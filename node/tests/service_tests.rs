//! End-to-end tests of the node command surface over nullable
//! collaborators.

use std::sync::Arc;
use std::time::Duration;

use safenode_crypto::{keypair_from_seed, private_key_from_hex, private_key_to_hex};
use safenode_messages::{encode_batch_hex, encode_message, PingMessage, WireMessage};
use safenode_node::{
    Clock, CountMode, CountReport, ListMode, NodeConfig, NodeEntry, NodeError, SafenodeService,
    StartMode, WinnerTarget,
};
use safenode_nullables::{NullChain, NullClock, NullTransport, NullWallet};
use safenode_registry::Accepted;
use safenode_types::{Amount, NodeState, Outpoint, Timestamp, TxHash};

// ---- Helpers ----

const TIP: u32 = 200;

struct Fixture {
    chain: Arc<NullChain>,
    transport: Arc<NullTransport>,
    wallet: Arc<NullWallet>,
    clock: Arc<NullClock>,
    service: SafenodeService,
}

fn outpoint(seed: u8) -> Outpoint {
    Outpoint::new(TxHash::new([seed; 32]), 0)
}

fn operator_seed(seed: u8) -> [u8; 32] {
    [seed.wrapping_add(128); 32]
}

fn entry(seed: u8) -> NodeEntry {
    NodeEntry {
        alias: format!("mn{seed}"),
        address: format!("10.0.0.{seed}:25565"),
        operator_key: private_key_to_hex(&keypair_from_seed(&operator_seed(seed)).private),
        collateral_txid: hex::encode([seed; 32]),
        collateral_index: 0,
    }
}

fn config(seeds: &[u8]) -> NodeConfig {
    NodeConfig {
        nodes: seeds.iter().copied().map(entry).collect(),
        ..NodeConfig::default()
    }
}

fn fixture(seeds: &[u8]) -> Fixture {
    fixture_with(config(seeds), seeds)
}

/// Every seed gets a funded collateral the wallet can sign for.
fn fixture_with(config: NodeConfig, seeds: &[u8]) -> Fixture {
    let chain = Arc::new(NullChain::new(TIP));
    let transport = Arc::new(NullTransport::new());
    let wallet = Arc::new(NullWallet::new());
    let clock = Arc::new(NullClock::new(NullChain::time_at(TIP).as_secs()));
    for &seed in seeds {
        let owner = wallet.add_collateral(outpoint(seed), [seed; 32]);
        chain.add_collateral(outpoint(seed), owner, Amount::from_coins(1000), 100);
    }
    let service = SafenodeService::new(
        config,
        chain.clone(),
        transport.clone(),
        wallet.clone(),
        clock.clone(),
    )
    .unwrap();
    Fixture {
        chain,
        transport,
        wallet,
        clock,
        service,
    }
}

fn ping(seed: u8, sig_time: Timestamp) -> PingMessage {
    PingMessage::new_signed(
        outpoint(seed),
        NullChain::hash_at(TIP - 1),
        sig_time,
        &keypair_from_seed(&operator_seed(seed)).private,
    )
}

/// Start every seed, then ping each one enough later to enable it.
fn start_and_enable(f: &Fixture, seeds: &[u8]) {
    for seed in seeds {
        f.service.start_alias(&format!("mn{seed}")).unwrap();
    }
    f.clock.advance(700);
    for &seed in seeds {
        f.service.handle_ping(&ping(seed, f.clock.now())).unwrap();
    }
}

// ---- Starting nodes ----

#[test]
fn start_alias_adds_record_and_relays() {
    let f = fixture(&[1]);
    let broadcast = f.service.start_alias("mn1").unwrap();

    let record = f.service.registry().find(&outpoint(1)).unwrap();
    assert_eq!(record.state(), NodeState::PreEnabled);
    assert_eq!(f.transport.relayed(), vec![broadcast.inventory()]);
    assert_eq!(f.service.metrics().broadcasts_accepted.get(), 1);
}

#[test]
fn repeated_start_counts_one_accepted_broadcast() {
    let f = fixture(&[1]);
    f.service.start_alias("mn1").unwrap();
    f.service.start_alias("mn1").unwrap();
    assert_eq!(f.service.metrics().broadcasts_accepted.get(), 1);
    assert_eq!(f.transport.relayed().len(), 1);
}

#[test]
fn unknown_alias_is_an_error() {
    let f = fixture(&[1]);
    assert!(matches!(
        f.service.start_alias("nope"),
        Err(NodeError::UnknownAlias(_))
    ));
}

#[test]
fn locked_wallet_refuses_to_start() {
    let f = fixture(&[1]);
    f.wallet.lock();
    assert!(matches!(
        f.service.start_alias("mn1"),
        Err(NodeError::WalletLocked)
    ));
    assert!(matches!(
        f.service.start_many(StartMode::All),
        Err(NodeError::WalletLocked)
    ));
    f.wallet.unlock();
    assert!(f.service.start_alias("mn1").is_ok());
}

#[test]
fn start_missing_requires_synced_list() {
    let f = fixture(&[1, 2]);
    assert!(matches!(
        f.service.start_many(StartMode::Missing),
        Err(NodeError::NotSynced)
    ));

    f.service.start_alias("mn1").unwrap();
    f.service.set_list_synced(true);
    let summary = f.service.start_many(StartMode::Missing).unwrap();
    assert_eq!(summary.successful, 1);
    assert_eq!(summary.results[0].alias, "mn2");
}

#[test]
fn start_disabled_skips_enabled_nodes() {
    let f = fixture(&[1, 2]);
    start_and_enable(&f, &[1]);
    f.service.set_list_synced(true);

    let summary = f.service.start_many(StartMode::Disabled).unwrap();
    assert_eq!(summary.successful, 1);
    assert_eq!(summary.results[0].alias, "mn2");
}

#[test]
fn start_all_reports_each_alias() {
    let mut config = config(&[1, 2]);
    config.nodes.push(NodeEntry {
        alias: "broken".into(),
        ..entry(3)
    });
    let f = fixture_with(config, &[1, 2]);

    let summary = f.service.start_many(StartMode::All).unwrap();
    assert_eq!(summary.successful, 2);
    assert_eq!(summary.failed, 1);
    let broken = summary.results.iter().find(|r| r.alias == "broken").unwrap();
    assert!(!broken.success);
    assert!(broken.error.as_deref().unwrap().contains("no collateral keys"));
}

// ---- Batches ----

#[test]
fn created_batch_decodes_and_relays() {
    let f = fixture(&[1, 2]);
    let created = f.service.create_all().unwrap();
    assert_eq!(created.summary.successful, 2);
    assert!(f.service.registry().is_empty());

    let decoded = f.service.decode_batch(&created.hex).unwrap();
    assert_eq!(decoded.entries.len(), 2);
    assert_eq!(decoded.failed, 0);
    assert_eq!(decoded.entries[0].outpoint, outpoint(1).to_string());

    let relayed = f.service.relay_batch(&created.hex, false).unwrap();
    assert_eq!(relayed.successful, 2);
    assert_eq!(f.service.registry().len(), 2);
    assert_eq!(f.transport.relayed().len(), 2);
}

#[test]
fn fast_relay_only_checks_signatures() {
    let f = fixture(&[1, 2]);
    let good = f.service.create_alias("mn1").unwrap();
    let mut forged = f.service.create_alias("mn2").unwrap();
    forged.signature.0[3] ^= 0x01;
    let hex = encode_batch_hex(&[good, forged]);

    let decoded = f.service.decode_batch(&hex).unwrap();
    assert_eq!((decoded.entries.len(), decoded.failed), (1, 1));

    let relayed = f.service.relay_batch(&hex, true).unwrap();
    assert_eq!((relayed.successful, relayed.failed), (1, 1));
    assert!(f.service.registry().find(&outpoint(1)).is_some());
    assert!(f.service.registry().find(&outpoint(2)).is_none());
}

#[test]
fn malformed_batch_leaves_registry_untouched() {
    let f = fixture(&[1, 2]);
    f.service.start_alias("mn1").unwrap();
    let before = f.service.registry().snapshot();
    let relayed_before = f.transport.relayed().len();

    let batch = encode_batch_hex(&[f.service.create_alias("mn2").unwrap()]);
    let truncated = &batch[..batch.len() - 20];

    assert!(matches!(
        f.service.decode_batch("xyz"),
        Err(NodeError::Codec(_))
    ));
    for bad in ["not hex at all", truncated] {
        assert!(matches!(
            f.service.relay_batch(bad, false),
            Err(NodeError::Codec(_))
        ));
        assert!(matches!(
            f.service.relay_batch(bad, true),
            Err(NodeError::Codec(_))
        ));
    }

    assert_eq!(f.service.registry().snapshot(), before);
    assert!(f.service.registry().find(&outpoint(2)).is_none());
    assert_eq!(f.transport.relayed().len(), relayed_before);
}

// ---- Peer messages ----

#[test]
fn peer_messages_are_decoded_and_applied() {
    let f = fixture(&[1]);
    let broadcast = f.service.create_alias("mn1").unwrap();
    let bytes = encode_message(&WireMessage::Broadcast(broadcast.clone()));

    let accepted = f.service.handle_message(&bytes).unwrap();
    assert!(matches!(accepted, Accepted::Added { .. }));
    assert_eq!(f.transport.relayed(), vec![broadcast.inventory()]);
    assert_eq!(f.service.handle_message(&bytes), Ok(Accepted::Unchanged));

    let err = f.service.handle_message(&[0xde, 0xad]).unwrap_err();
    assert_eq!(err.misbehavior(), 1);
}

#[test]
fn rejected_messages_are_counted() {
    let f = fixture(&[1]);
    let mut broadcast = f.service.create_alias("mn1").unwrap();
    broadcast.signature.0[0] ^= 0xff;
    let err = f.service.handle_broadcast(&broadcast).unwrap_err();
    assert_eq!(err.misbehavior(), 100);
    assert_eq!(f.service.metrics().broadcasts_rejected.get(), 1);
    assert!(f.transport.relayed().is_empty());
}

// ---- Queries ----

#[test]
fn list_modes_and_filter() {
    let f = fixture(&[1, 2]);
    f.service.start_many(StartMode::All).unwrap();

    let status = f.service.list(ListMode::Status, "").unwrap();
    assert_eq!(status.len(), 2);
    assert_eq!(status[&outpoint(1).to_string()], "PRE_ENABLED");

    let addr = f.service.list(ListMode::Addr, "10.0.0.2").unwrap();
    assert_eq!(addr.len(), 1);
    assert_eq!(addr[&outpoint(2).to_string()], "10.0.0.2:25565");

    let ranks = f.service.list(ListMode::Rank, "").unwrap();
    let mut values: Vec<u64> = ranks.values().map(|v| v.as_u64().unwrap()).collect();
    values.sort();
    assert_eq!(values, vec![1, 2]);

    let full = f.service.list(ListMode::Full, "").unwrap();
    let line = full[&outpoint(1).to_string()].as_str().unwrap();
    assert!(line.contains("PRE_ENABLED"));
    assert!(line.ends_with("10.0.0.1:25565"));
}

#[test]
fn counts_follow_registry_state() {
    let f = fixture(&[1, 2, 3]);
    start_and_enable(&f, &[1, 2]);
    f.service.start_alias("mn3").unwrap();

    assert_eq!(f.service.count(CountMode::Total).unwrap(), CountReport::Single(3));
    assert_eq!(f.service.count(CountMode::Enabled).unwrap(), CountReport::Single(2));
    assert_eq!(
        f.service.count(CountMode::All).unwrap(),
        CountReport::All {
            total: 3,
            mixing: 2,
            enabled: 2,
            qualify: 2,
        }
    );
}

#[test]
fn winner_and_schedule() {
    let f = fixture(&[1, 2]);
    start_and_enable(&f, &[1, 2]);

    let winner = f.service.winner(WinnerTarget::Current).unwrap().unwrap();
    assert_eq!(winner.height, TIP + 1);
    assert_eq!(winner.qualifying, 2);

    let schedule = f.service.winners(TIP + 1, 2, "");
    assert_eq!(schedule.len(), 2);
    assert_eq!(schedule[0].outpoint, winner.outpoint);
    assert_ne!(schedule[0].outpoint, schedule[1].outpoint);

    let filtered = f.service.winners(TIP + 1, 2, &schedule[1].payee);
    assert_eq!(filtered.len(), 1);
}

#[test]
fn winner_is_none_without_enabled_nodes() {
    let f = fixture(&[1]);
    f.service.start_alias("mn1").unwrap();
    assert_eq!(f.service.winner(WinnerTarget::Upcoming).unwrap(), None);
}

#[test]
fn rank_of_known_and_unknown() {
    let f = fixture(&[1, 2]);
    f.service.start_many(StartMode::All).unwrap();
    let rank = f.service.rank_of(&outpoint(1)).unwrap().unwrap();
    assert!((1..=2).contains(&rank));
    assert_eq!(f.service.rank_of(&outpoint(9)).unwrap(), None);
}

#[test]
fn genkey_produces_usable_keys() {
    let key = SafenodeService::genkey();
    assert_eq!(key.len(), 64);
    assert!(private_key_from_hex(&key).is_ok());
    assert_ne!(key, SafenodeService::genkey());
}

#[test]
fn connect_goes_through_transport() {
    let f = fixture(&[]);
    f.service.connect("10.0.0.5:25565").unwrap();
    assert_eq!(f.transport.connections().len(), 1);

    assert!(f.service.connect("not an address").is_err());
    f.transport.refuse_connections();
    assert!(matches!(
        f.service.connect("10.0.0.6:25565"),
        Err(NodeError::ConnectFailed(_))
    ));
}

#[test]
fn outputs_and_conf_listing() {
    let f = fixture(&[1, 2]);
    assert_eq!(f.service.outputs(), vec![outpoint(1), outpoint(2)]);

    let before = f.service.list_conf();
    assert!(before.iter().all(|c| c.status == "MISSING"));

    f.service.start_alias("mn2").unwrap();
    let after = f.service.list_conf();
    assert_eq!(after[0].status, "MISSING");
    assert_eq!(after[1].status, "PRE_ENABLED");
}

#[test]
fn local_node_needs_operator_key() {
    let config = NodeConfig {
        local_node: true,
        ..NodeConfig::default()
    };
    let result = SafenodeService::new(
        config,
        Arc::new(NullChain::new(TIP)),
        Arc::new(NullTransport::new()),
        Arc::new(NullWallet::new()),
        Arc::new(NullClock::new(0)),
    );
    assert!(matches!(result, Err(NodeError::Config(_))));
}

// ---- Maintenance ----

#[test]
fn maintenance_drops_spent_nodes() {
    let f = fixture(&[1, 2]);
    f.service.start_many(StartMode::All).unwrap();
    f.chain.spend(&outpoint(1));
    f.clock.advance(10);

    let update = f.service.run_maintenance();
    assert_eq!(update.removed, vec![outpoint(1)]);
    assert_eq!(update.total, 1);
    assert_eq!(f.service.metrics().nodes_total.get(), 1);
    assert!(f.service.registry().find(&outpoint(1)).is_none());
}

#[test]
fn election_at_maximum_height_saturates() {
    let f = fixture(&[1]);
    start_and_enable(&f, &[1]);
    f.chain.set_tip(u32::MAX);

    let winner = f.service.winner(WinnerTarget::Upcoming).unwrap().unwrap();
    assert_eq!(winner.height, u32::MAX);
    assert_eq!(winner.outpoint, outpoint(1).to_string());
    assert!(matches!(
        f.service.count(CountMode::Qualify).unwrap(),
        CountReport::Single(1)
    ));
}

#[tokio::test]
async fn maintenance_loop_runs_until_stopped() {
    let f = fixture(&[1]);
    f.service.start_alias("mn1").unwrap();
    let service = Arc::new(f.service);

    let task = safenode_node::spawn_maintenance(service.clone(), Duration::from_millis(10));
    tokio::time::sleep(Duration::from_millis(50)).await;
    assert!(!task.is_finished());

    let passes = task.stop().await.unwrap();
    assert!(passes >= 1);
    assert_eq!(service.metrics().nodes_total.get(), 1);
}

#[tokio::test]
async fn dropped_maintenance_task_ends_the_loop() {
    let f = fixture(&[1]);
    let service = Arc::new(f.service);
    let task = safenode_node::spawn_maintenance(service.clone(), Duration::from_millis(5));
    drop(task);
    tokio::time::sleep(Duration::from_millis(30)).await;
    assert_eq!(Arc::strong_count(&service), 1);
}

**Your goal**
What is needed is each line from the records with the word "true" in it.

**Response**
    f.service.set_list_synced(true);
    f.service.set_list_synced(true);
    let relayed = f.service.relay_batch(&hex, true).unwrap();
            f.service.relay_batch(bad, true),
        local_node: true,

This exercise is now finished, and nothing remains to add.